# Saibling filetieren



## SB-Canerods (12. März 2007)

Hallo zusammen,
habe gestern zum esrten Mal einen Saibling filetiert. Standardmäßig hinter dem Kopf eingeschnitten und entlang der Mittelgräte bis zum Schwanz geschnitten. Dann die Bauchgräten weggeschnitten. Jetzt merkte ich dass in dem Filet noch Gräten sind und zwar oberhalb der Mittelgräte, also im Rückenbereich.
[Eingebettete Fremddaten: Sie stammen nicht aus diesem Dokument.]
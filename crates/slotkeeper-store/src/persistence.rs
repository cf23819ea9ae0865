use crate::StoreError;
use serde::{Deserialize, Serialize};
use std::fmt;

/// The persisted collections.
#[derive(Debug, Clone, Copy, PartialEq, Eq, PartialOrd, Ord, Hash, Serialize, Deserialize)]
pub enum Collection {
    Users,
    EmailClaims,
    Occurrences,
    Reservations,
    Ledger,
}

impl Collection {
    pub const ALL: [Collection; 5] = [
        Collection::Users,
        Collection::EmailClaims,
        Collection::Occurrences,
        Collection::Reservations,
        Collection::Ledger,
    ];

    pub fn as_str(self) -> &'static str {
        match self {
            Collection::Users => "users",
            Collection::EmailClaims => "email_claims",
            Collection::Occurrences => "occurrences",
            Collection::Reservations => "reservations",
            Collection::Ledger => "ledger",
        }
    }
}

impl fmt::Display for Collection {
    fn fmt(&self, f: &mut fmt::Formatter<'_>) -> fmt::Result {
        f.write_str(self.as_str())
    }
}

/// Precondition a staged mutation places on the record it touches.
#[derive(Debug, Clone, Copy, PartialEq, Eq, Serialize, Deserialize)]
pub enum Expected {
    /// No precondition.
    Any,
    /// The record must not exist yet.
    Absent,
    /// The record must exist at exactly this revision.
    Revision(u64),
}

impl Expected {
    /// The observed state of a record as an `Expected` value.
    pub fn observed(current: Option<u64>) -> Self {
        current.map_or(Expected::Absent, Expected::Revision)
    }

    pub fn admits(self, current: Option<u64>) -> bool {
        match self {
            Expected::Any => true,
            Expected::Absent => current.is_none(),
            Expected::Revision(rev) => current == Some(rev),
        }
    }
}

impl fmt::Display for Expected {
    fn fmt(&self, f: &mut fmt::Formatter<'_>) -> fmt::Result {
        match self {
            Expected::Any => write!(f, "any"),
            Expected::Absent => write!(f, "absent"),
            Expected::Revision(rev) => write!(f, "revision {rev}"),
        }
    }
}

#[derive(Debug, Clone, PartialEq)]
pub enum MutationKind {
    Put(serde_json::Value),
    Remove,
}

/// One staged change to one record.
#[derive(Debug, Clone, PartialEq)]
pub struct Mutation {
    pub collection: Collection,
    pub id: String,
    pub kind: MutationKind,
    pub expected: Expected,
}

impl Mutation {
    pub fn put(collection: Collection, id: &str, body: serde_json::Value, expected: Expected) -> Self {
        Self {
            collection,
            id: id.to_owned(),
            kind: MutationKind::Put(body),
            expected,
        }
    }

    pub fn remove(collection: Collection, id: &str, expected: Expected) -> Self {
        Self {
            collection,
            id: id.to_owned(),
            kind: MutationKind::Remove,
            expected,
        }
    }

    pub fn same_record(&self, other: &Mutation) -> bool {
        self.collection == other.collection && self.id == other.id
    }
}

/// A record as read back from storage.
#[derive(Debug, Clone, PartialEq)]
pub struct StoredRecord {
    pub id: String,
    pub revision: u64,
    pub body: serde_json::Value,
}

/// The boundary between the engine and durable storage.
///
/// Implementations must make [`apply`](Self::apply) atomic: every
/// precondition is checked before anything is written, and either all
/// mutations of the batch become visible or none do.
pub trait Persistence: Send + Sync {
    fn load(&self, collection: Collection, id: &str) -> Result<Option<StoredRecord>, StoreError>;

    /// All records of a collection in ascending id order.
    fn scan(&self, collection: Collection) -> Result<Vec<StoredRecord>, StoreError>;

    /// Apply a batch of mutations atomically. `label` names the batch in logs.
    fn apply(&self, label: &str, batch: &[Mutation]) -> Result<(), StoreError>;
}

/// Check every precondition of `batch` against the current revisions.
pub(crate) fn check_preconditions(
    batch: &[Mutation],
    mut current_revision: impl FnMut(Collection, &str) -> Result<Option<u64>, StoreError>,
) -> Result<(), StoreError> {
    for m in batch {
        if m.expected == Expected::Any {
            continue;
        }
        let current = current_revision(m.collection, &m.id)?;
        if !m.expected.admits(current) {
            return Err(StoreError::Conflict {
                collection: m.collection,
                id: m.id.clone(),
                expected: m.expected,
                found: Expected::observed(current),
            });
        }
    }
    Ok(())
}
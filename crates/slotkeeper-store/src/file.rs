use crate::layout::StoreLayout;
use crate::lock::{StoreLock, StripeLocks};
use crate::persistence::{
    check_preconditions, Collection, Mutation, MutationKind, Persistence, StoredRecord,
};
use crate::record::{validate_record_id, RecordFile};
use crate::wal::{write_atomic, RollbackStep, WriteAheadLog};
use crate::StoreError;
use std::fs;
use std::path::PathBuf;
use std::sync::atomic::{AtomicUsize, Ordering};
use tracing::{debug, warn};

/// JSON-record store on the local filesystem.
///
/// Each record lives in its own checksummed file. A batch is applied under a
/// shared store lock plus exclusive locks on the record stripes it touches;
/// the pre-image of every touched file goes to the write-ahead log first, so
/// a failure or crash part-way through is rolled back. Reads hold the same
/// stripes shared and never observe a batch that is still in flight.
pub struct FileStore {
    layout: StoreLayout,
    wal: WriteAheadLog,
    /// Remaining record writes before an injected failure; zero disables it.
    fail_after_writes: AtomicUsize,
}

struct PlannedWrite {
    path: PathBuf,
    content: Option<String>,
}

impl FileStore {
    /// Open (and create if needed) a store rooted at `root`.
    ///
    /// Incomplete commits from previous runs are rolled back, unless another
    /// handle currently holds the store lock.
    pub fn open(root: impl Into<PathBuf>) -> Result<Self, StoreError> {
        let layout = StoreLayout::new(root);
        layout.initialize()?;
        let wal = WriteAheadLog::new(&layout);
        wal.initialize()?;

        match StoreLock::try_acquire(&layout.lock_file())? {
            Some(_lock) => {
                wal.recover()?;
            }
            None => debug!("store lock held; skipping WAL recovery"),
        }

        Ok(Self {
            layout,
            wal,
            fail_after_writes: AtomicUsize::new(0),
        })
    }

    pub fn layout(&self) -> &StoreLayout {
        &self.layout
    }

    /// Make the `n`-th record write of the next batch fail.
    ///
    /// Used by crash-consistency tests to interrupt a commit part-way.
    pub fn fail_after_writes(&self, n: usize) {
        self.fail_after_writes.store(n, Ordering::SeqCst);
    }

    fn read_record(&self, collection: Collection, id: &str) -> Result<Option<RecordFile>, StoreError> {
        let path = self.layout.record_path(collection, id);
        let content = match fs::read_to_string(&path) {
            Ok(c) => c,
            Err(e) if e.kind() == std::io::ErrorKind::NotFound => return Ok(None),
            Err(e) => return Err(e.into()),
        };
        RecordFile::parse(&format!("{collection}/{id}"), &content).map(Some)
    }

    fn plan(&self, batch: &[Mutation]) -> Result<(Vec<PlannedWrite>, Vec<RollbackStep>), StoreError> {
        let mut writes = Vec::with_capacity(batch.len());
        let mut rollback = Vec::with_capacity(batch.len());
        for m in batch {
            let path = self.layout.record_path(m.collection, &m.id);
            let previous = match fs::read_to_string(&path) {
                Ok(c) => Some(c),
                Err(e) if e.kind() == std::io::ErrorKind::NotFound => None,
                Err(e) => return Err(e.into()),
            };
            let content = match &m.kind {
                MutationKind::Put(body) => {
                    let revision = match &previous {
                        Some(c) => {
                            RecordFile::parse(&format!("{}/{}", m.collection, m.id), c)?.revision
                                + 1
                        }
                        None => 1,
                    };
                    let file = RecordFile::new(revision, body.clone())?;
                    Some(serde_json::to_string_pretty(&file)?)
                }
                MutationKind::Remove => None,
            };
            rollback.push(match previous {
                Some(content) => RollbackStep::RestoreFile {
                    path: path.clone(),
                    content,
                },
                None => RollbackStep::RemoveFile(path.clone()),
            });
            writes.push(PlannedWrite { path, content });
        }
        Ok((writes, rollback))
    }

    fn write_all(&self, writes: &[PlannedWrite]) -> Result<(), StoreError> {
        for write in writes {
            let remaining = self.fail_after_writes.load(Ordering::SeqCst);
            if remaining == 1 {
                self.fail_after_writes.store(0, Ordering::SeqCst);
                return Err(StoreError::Injected(format!(
                    "write to {}",
                    write.path.display()
                )));
            } else if remaining > 1 {
                self.fail_after_writes.store(remaining - 1, Ordering::SeqCst);
            }

            match &write.content {
                Some(content) => write_atomic(&write.path, content)?,
                None => {
                    if write.path.exists() {
                        fs::remove_file(&write.path)?;
                        if let Some(dir) = write.path.parent() {
                            crate::fsync_dir(dir)?;
                        }
                    }
                }
            }
        }
        Ok(())
    }
}

impl Persistence for FileStore {
    fn load(&self, collection: Collection, id: &str) -> Result<Option<StoredRecord>, StoreError> {
        validate_record_id(id)?;
        let _store = StoreLock::acquire_shared(&self.layout.lock_file())?;
        let _stripe = StripeLocks::acquire_shared(&self.layout.locks_dir(), [(collection, id)])?;
        Ok(self
            .read_record(collection, id)?
            .map(|file| file.into_stored(id)))
    }

    fn scan(&self, collection: Collection) -> Result<Vec<StoredRecord>, StoreError> {
        let dir = self.layout.collection_dir(collection);
        if !dir.exists() {
            return Ok(Vec::new());
        }
        let _store = StoreLock::acquire_shared(&self.layout.lock_file())?;
        let _stripes = StripeLocks::acquire_all_shared(&self.layout.locks_dir())?;

        let mut ids = Vec::new();
        for entry in fs::read_dir(&dir)? {
            let path = entry?.path();
            if path.extension().is_some_and(|e| e == "json") {
                if let Some(stem) = path.file_stem().and_then(|s| s.to_str()) {
                    ids.push(stem.to_owned());
                }
            }
        }
        ids.sort();

        let mut records = Vec::with_capacity(ids.len());
        for id in ids {
            match self.read_record(collection, &id) {
                Ok(Some(file)) => records.push(file.into_stored(&id)),
                // Removed between read_dir and read.
                Ok(None) => {}
                Err(e) => warn!("skipping corrupted record '{collection}/{id}': {e}"),
            }
        }
        Ok(records)
    }

    fn apply(&self, label: &str, batch: &[Mutation]) -> Result<(), StoreError> {
        if batch.is_empty() {
            return Ok(());
        }
        for m in batch {
            validate_record_id(&m.id)?;
        }

        let _store = StoreLock::acquire_shared(&self.layout.lock_file())?;
        let _stripes = StripeLocks::acquire(
            &self.layout.locks_dir(),
            batch.iter().map(|m| (m.collection, m.id.as_str())),
        )?;

        check_preconditions(batch, |collection, id| {
            Ok(self.read_record(collection, id)?.map(|f| f.revision))
        })?;

        let (writes, rollback) = self.plan(batch)?;
        let op_id = self.wal.begin(label, rollback)?;

        if let Err(e) = self.write_all(&writes) {
            warn!("commit '{label}' failed part-way, rolling back: {e}");
            if let Err(abort_err) = self.wal.abort(&op_id) {
                warn!("WAL abort of {op_id} failed, left for recovery: {abort_err}");
            }
            return Err(e);
        }

        self.wal.commit(&op_id)?;
        debug!("committed '{label}': {} records", batch.len());
        Ok(())
    }
}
Was sind das für Gräten und wie bekommt man sie am besten raus?
Gruß
Simon


----------



## Kescherdriller (12. März 2007)

*AW: Saibling filetieren*

Moin Simon|wavey: 

Dafür nimmst du am Besten eine feine Zange odert eine Pinzette!
Damit ziehst Du sie dann einfach mit etwas Gefühl raus;wenn Du danach mit dem Finger leicht über die Mitte streichst,fühlst du,ob du eine vergessen hast;that´s it:vik: 

Gruß Olli


----------



## SB-Canerods (12. März 2007)

*AW: Saibling filetieren*

Hi Olli,
danke für deine Antwort. Hab das gestern auch mit ner kleinen Zange versucht. Manche Gräten sind gut rausgegangen, aber die meisten sind mir abgebrochen|uhoh: 
Sollte man die Gräten mit der Zange eher recht schnell nach dem Fang ziehen, oder eher etwas liegen lassen. Vielleicht gibt es da Unterschiede vom Fleisch her, dass sich die Gräten dann besser ziehen lassen?
Viele Grüße
Simon


----------



## Seemannsgarn (12. März 2007)

*AW: Saibling filetieren*

Ich weiß ja nicht was du mit den Filets vorhast aber nach dem Räuchern z.B. lassen sich die Ysilon Gräten gut entfernen. Auch ist das nachdem Braten besser. Nur wenn mans mag. Im Rohen Fisch ist das nicht immer einfach.


----------



## SB-Canerods (12. März 2007)

*AW: Saibling filetieren*

Die Filets werden gebeizt, sind also beim Verzehr auch noch roh.
Gruß
Simon


----------



## Seemannsgarn (12. März 2007)

*AW: Saibling filetieren*

Nach dem Beizen lassen sich die Gräten leicht und einfach entfernen.
Roh im eigentlichen Sinne ist der Fisch nicht mehr durch das Salz erhält der Fisch eine "Salzgarung". Aber er ist nicht durch erwärmen gar geworden da hast du schon recht.
Mit Zitronensaft kann man Lachs auch garen der beschlägt unter einfluß der Zitronensäure. Aber das ist etwas anderes und gehört nicht zu deiner Frage.


----------



## Kescherdriller (12. März 2007)

*AW: Saibling filetieren*

Hi Simon#h 

Ich hab bisher keine Probs mit dem Ziehen gehabt;versuchs mal mit etwas Gefühl und Übung macht den Meister:q :q 

Nacg dem Beizen ziehen halte ich pers. für Quatsch,denn da mußt Du den ganzen leckeren Dill runterkratzen,den ich seehr gerne mag!
Wenn der Fisch fertig ist muß man ihn einfach nur auspacken können,schräge runterschneiden und Schnabbulieren:vik: Oder?

Gruß Olli


----------